━━ DATA FOR THIS EXERCISE

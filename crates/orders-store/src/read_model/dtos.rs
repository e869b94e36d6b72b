//! Read-side data shapes
//!
//! DTOs are built per query from procedure record sets and never written back.

use chrono::{DateTime, Utc};
use orders_core::model::ProductId;
use rust_decimal::Decimal;
use serde::Serialize;
use uuid::Uuid;

/// A row of the Orders record set
#[derive(Debug, Clone, PartialEq, Eq, Serialize)]
pub struct OrderDto {
    pub id: Uuid,
    pub customer_id: Uuid,
    pub order_number: String,
    pub created: DateTime<Utc>,
}

/// A row of the Customers record set
#[derive(Debug, Clone, PartialEq, Eq, Serialize)]
pub struct CustomerDto {
    pub id: Uuid,
    pub name: String,
    pub registered: DateTime<Utc>,
    pub active: bool,
}

/// A row of the ProductsOrdered record set: one order line with its product
#[derive(Debug, Clone, PartialEq, Eq, Serialize)]
pub struct ProductOrderedDto {
    /// Line id
    pub id: Uuid,
    pub product_id: ProductId,
    pub key: String,
    pub name: String,
    pub description: String,
    pub purchase_price: Decimal,
}

/// One order flattened from the three record sets
#[derive(Debug, Clone, PartialEq, Eq, Serialize)]
pub struct OrderDetailsDto {
    pub id: Uuid,
    pub customer_id: Uuid,
    pub order_number: String,
    pub created: DateTime<Utc>,
    /// `None` only if the Customers record set came back empty
    pub customer: Option<CustomerDto>,
    pub products_ordered: Vec<ProductOrderedDto>,
}

/// One order in a customer's order history
#[derive(Debug, Clone, PartialEq, Eq, Serialize)]
pub struct OrderSummaryDto {
    pub id: Uuid,
    pub order_number: String,
    pub created: DateTime<Utc>,
    pub line_count: i64,
}
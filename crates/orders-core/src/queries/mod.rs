//! Query result containers shared by the read model and the order service

pub mod search_result;

pub use search_result::{SearchResult, SingleSearchResult};
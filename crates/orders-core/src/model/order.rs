use chrono::{DateTime, Utc};
use rust_decimal::Decimal;
use serde::{Deserialize, Serialize};
use uuid::Uuid;

use super::product::ProductId;
use crate::errors::{OrderError, Result};

/// ProductOnOrder - one line of an order
///
/// `purchase_price` is the product's price when the order was placed and is
/// independent of later price changes.
#[derive(Debug, Clone, PartialEq, Eq, Serialize, Deserialize)]
pub struct ProductOnOrder {
    pub id: Uuid,
    pub order_id: Uuid,
    pub product_id: ProductId,
    pub purchase_price: Decimal,
}

/// Order - a customer's purchase of one or more products
///
/// Orders are created once, with at least one line, and never modified. The
/// lines are owned by the order and exposed read-only.
#[derive(Debug, Clone, PartialEq, Eq, Serialize)]
pub struct Order {
    /// Generated client-side before persistence
    pub id: Uuid,

    /// Owning customer
    pub customer_id: Uuid,

    /// Caller-supplied; uniqueness is not checked
    pub order_number: String,

    pub created: DateTime<Utc>,

    lines: Vec<ProductOnOrder>,
}

impl Order {
    /// Assemble an order from already-built parts
    ///
    /// # Errors
    ///
    /// `OutOfRange` when either id is nil or `lines` is empty.
    pub fn from_parts(
        id: Uuid,
        customer_id: Uuid,
        order_number: impl Into<String>,
        created: DateTime<Utc>,
        lines: Vec<ProductOnOrder>,
    ) -> Result<Self> {
        if id.is_nil() {
            return Err(OrderError::EmptyOrderId.into());
        }
        if customer_id.is_nil() {
            return Err(OrderError::EmptyCustomerId.into());
        }
        if lines.is_empty() {
            return Err(OrderError::NoLinesOnOrder.into());
        }

        Ok(Self {
            id,
            customer_id,
            order_number: order_number.into(),
            created,
            lines,
        })
    }

    pub fn lines(&self) -> &[ProductOnOrder] {
        &self.lines
    }

    /// Sum of line purchase prices
    pub fn total(&self) -> Decimal {
        self.lines.iter().map(|l| l.purchase_price).sum()
    }
}

#[cfg(test)]
mod tests {
    use super::*;
    use crate::errors::ExErrorKind;
    use std::str::FromStr;

    fn line(order_id: Uuid, product_id: ProductId, price: &str) -> ProductOnOrder {
        ProductOnOrder {
            id: Uuid::new_v4(),
            order_id,
            product_id,
            purchase_price: Decimal::from_str(price).unwrap(),
        }
    }

    #[test]
    fn test_from_parts_rejects_empty_lines() {
        let err = Order::from_parts(Uuid::new_v4(), Uuid::new_v4(), "0001", Utc::now(), vec![])
            .unwrap_err();
        assert_eq!(err.kind(), ExErrorKind::OutOfRange);
        assert_eq!(err.field(), Some("lines"));
    }

    #[test]
    fn test_total_sums_purchase_prices() {
        let id = Uuid::new_v4();
        let order = Order::from_parts(
            id,
            Uuid::new_v4(),
            "0001",
            Utc::now(),
            vec![line(id, 8, "14.99"), line(id, 9, "29.99")],
        )
        .unwrap();

        assert_eq!(order.total(), Decimal::from_str("44.98").unwrap());
        assert_eq!(order.lines().len(), 2);
    }
}
//! Seed import command
//!
//! Usage: orders seed import <PATH>

use clap::{Args, Subcommand};
use orders_store::migrations::apply_migrations;
use orders_store::seed::{import_seed_file, SeedSummary};
use orders_store::{db, StoreConfig};
use std::path::PathBuf;

use super::CliResult;

#[derive(Debug, Args)]
pub struct SeedArgs {
    #[command(subcommand)]
    pub command: SeedCommand,
}

#[derive(Debug, Subcommand)]
pub enum SeedCommand {
    /// Import a seed file, or every .yaml/.yml file in a directory
    Import(ImportArgs),
}

#[derive(Debug, Args)]
pub struct ImportArgs {
    /// Path to seed YAML file or directory
    pub path: PathBuf,
}

pub fn execute(args: SeedArgs, config: &StoreConfig) -> CliResult {
    match args.command {
        SeedCommand::Import(import_args) => execute_import(import_args, config),
    }
}

fn execute_import(args: ImportArgs, config: &StoreConfig) -> CliResult {
    let mut conn = db::open(config)?;
    apply_migrations(&mut conn)?;

    let seed_files = if args.path.is_dir() {
        // Sorted so imports that depend on each other run in a stable order
        let mut files: Vec<PathBuf> = std::fs::read_dir(&args.path)?
            .filter_map(|e| e.ok())
            .map(|e| e.path())
            .filter(|p| {
                p.extension()
                    .is_some_and(|ext| ext == "yaml" || ext == "yml")
            })
            .collect();
        files.sort();
        files
    } else {
        vec![args.path]
    };

    let mut summaries: Vec<SeedSummary> = Vec::with_capacity(seed_files.len());
    for seed_file in &seed_files {
        eprintln!("Importing {}...", seed_file.display());
        summaries.push(import_seed_file(seed_file, &mut conn)?);
    }

    println!("{}", serde_json::to_string_pretty(&summaries)?);
    Ok(())
}
//! Orders Core - domain model for the order write path
//!
//! This crate provides:
//! - Customer, Product, Order and ProductOnOrder entities
//! - The order factory (ids, lines, orders)
//! - The `CreateNewOrderForCustomerWithProducts` command and its validation
//! - Query result containers for the read path
//! - The canonical error and logging facilities
//!
//! Nothing here touches the store; see `orders-store` for persistence.

pub mod commands;
pub mod errors;
pub mod factory;
pub mod logging_facility;
pub mod model;
pub mod queries;

// Used by the logging macros
#[doc(hidden)]
pub use orders_core_types;

pub use commands::CreateNewOrderForCustomerWithProducts;
pub use errors::{ExError, ExErrorKind, OrderError, Result};
pub use model::{Customer, Order, Product, ProductId, ProductOnOrder};
pub use queries::{SearchResult, SingleSearchResult};
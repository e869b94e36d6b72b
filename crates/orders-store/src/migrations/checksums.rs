//! Migration checksums

use sha2::{Digest, Sha256};

/// Hex-encoded SHA-256 of the migration text
pub fn compute_checksum(content: &str) -> String {
    hex::encode(Sha256::digest(content.as_bytes()))
}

━━━━

Each record must be returned in full and exactly.

filename crates/orders-store/src/read_model/dtos.rs
repository e869b94e36d6b72b
//! Read-side data shapes
//!
//! DTOs are built per query from procedure record sets and never written back.

use chrono::{DateTime, Utc};
use orders_core::model::ProductId;
use rust_decimal::Decimal;
use serde::Serialize;
use uuid::Uuid;

/// A row of the Orders record set
#[derive(Debug, Clone, PartialEq, Eq, Serialize)]
pub struct OrderDto {
    pub id: Uuid,
    pub customer_id: Uuid,
    pub order_number: String,
    pub created: DateTime<Utc>,
}

/// A row of the Customers record set
#[derive(Debug, Clone, PartialEq, Eq, Serialize)]
pub struct CustomerDto {
    pub id: Uuid,
    pub name: String,
    pub registered: DateTime<Utc>,
    pub active: bool,
}

/// A row of the ProductsOrdered record set: one order line with its product
#[derive(Debug, Clone, PartialEq, Eq, Serialize)]
pub struct ProductOrderedDto {
    /// Line id
    pub id: Uuid,
    pub product_id: ProductId,
    pub key: String,
    pub name: String,
    pub description: String,
    pub purchase_price: Decimal,
}

/// One order flattened from the three record sets
#[derive(Debug, Clone, PartialEq, Eq, Serialize)]
pub struct OrderDetailsDto {
    pub id: Uuid,
    pub customer_id: Uuid,
    pub order_number: String,
    pub created: DateTime<Utc>,
    /// `None` only if the Customers record set came back empty
    pub customer: Option<CustomerDto>,
    pub products_ordered: Vec<ProductOrderedDto>,
}

/// One order in a customer's order history
#[derive(Debug, Clone, PartialEq, Eq, Serialize)]
pub struct OrderSummaryDto {
    pub id: Uuid,
    pub order_number: String,
    pub created: DateTime<Utc>,
    pub line_count: i64,
}
filename crates/orders-core/src/queries/mod.rs
//! Query result containers shared by the read model and the order service

pub mod search_result;

pub use search_result::{SearchResult, SingleSearchResult};
filename crates/orders-core/src/model/order.rs
use chrono::{DateTime, Utc};
use rust_decimal::Decimal;
use serde::{Deserialize, Serialize};
use uuid::Uuid;

use super::product::ProductId;
use crate::errors::{OrderError, Result};

/// ProductOnOrder - one line of an order
///
/// `purchase_price` is the product's price when the order was placed and is
/// independent of later price changes.
#[derive(Debug, Clone, PartialEq, Eq, Serialize, Deserialize)]
pub struct ProductOnOrder {
    pub id: Uuid,
    pub order_id: Uuid,
    pub product_id: ProductId,
    pub purchase_price: Decimal,
}

/// Order - a customer's purchase of one or more products
///
/// Orders are created once, with at least one line, and never modified. The
/// lines are owned by the order and exposed read-only.
#[derive(Debug, Clone, PartialEq, Eq, Serialize)]
pub struct Order {
    /// Generated client-side before persistence
    pub id: Uuid,

    /// Owning customer
    pub customer_id: Uuid,

    /// Caller-supplied; uniqueness is not checked
    pub order_number: String,

    pub created: DateTime<Utc>,

    lines: Vec<ProductOnOrder>,
}

impl Order {
    /// Assemble an order from already-built parts
    ///
    /// # Errors
    ///
    /// `OutOfRange` when either id is nil or `lines` is empty.
    pub fn from_parts(
        id: Uuid,
        customer_id: Uuid,
        order_number: impl Into<String>,
        created: DateTime<Utc>,
        lines: Vec<ProductOnOrder>,
    ) -> Result<Self> {
        if id.is_nil() {
            return Err(OrderError::EmptyOrderId.into());
        }
        if customer_id.is_nil() {
            return Err(OrderError::EmptyCustomerId.into());
        }
        if lines.is_empty() {
            return Err(OrderError::NoLinesOnOrder.into());
        }

        Ok(Self {
            id,
            customer_id,
            order_number: order_number.into(),
            created,
            lines,
        })
    }

    pub fn lines(&self) -> &[ProductOnOrder] {
        &self.lines
    }

    /// Sum of line purchase prices
    pub fn total(&self) -> Decimal {
        self.lines.iter().map(|l| l.purchase_price).sum()
    }
}

#[cfg(test)]
mod tests {
    use super::*;
    use crate::errors::ExErrorKind;
    use std::str::FromStr;

    fn line(order_id: Uuid, product_id: ProductId, price: &str) -> ProductOnOrder {
        ProductOnOrder {
            id: Uuid::new_v4(),
            order_id,
            product_id,
            purchase_price: Decimal::from_str(price).unwrap(),
        }
    }

    #[test]
    fn test_from_parts_rejects_empty_lines() {
        let err = Order::from_parts(Uuid::new_v4(), Uuid::new_v4(), "0001", Utc::now(), vec![])
            .unwrap_err();
        assert_eq!(err.kind(), ExErrorKind::OutOfRange);
        assert_eq!(err.field(), Some("lines"));
    }

    #[test]
    fn test_total_sums_purchase_prices() {
        let id = Uuid::new_v4();
        let order = Order::from_parts(
            id,
            Uuid::new_v4(),
            "0001",
            Utc::now(),
            vec![line(id, 8, "14.99"), line(id, 9, "29.99")],
        )
        .unwrap();

        assert_eq!(order.total(), Decimal::from_str("44.98").unwrap());
        assert_eq!(order.lines().len(), 2);
    }
}
//! Seed import command
//!
//! Usage: orders seed import <PATH>

use clap::{Args, Subcommand};
use orders_store::migrations::apply_migrations;
use orders_store::seed::{import_seed_file, SeedSummary};
use orders_store::{db, StoreConfig};
use std::path::PathBuf;

use super::CliResult;

#[derive(Debug, Args)]
pub struct SeedArgs {
    #[command(subcommand)]
    pub command: SeedCommand,
}

#[derive(Debug, Subcommand)]
pub enum SeedCommand {
    /// Import a seed file, or every .yaml/.yml file in a directory
    Import(ImportArgs),
}

#[derive(Debug, Args)]
pub struct ImportArgs {
    /// Path to seed YAML file or directory
    pub path: PathBuf,
}

pub fn execute(args: SeedArgs, config: &StoreConfig) -> CliResult {
    match args.command {
        SeedCommand::Import(import_args) => execute_import(import_args, config),
    }
}

fn execute_import(args: ImportArgs, config: &StoreConfig) -> CliResult {
    let mut conn = db::open(config)?;
    apply_migrations(&mut conn)?;

    let seed_files = if args.path.is_dir() {
        // Sorted so imports that depend on each other run in a stable order
        let mut files: Vec<PathBuf> = std::fs::read_dir(&args.path)?
            .filter_map(|e| e.ok())
            .map(|e| e.path())
            .filter(|p| {
                p.extension()
                    .is_some_and(|ext| ext == "yaml" || ext == "yml")
            })
            .collect();
        files.sort();
        files
    } else {
        vec![args.path]
    };

    let mut summaries: Vec<SeedSummary> = Vec::with_capacity(seed_files.len());
    for seed_file in &seed_files {
        eprintln!("Importing {}...", seed_file.display());
        summaries.push(import_seed_file(seed_file, &mut conn)?);
    }

    println!("{}", serde_json::to_string_pretty(&summaries)?);
    Ok(())
}
//! Orders Core - domain model for the order write path
//!
//! This crate provides:
//! - Customer, Product, Order and ProductOnOrder entities
//! - The order factory (ids, lines, orders)
//! - The `CreateNewOrderForCustomerWithProducts` command and its validation
//! - Query result containers for the read path
//! - The canonical error and logging facilities
//!
//! Nothing here touches the store; see `orders-store` for persistence.

pub mod commands;
pub mod errors;
pub mod factory;
pub mod logging_facility;
pub mod model;
pub mod queries;

// Used by the logging macros
#[doc(hidden)]
pub use orders_core_types;

pub use commands::CreateNewOrderForCustomerWithProducts;
pub use errors::{ExError, ExErrorKind, OrderError, Result};
pub use model::{Customer, Order, Product, ProductId, ProductOnOrder};
pub use queries::{SearchResult, SingleSearchResult};
repository e869b94e36d6b72b
filename crates/orders-store/src/migrations/checksums.rs
//! Migration checksums

use sha2::{Digest, Sha256};

/// Hex-encoded SHA-256 of the migration text
pub fn compute_checksum(content: &str) -> String {
    hex::encode(Sha256::digest(content.as_bytes()))
}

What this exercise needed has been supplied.